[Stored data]
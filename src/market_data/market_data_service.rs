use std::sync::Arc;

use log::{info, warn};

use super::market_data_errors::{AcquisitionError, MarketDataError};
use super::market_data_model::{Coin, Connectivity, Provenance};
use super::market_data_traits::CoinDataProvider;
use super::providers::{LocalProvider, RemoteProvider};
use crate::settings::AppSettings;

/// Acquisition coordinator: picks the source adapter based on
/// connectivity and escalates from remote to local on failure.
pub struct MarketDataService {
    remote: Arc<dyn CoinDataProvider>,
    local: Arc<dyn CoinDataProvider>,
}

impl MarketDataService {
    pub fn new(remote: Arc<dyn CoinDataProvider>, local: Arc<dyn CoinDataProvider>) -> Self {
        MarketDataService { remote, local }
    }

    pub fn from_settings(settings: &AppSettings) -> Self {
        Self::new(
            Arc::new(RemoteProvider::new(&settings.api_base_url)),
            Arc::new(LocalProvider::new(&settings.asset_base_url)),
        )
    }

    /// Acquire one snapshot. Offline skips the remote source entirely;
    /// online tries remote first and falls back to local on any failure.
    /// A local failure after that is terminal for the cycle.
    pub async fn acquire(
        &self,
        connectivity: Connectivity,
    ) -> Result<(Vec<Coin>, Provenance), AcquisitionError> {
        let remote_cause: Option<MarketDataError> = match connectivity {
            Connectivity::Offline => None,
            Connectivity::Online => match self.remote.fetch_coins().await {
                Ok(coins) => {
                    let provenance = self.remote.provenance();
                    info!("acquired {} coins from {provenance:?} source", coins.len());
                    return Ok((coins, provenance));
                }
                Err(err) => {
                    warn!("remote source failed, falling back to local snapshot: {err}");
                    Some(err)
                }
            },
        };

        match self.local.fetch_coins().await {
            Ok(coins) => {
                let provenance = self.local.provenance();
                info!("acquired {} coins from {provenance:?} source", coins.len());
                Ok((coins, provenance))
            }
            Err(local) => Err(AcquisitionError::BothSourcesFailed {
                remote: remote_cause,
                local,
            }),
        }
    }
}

◆ Task statement:
Every line in the data above that contains the word "AcquisitionError" should be copied.

◆ Output of the exercise:
use super::market_data_errors::{AcquisitionError, MarketDataError};
    ) -> Result<(Vec<Coin>, Provenance), AcquisitionError> {
            Err(local) => Err(AcquisitionError::BothSourcesFailed {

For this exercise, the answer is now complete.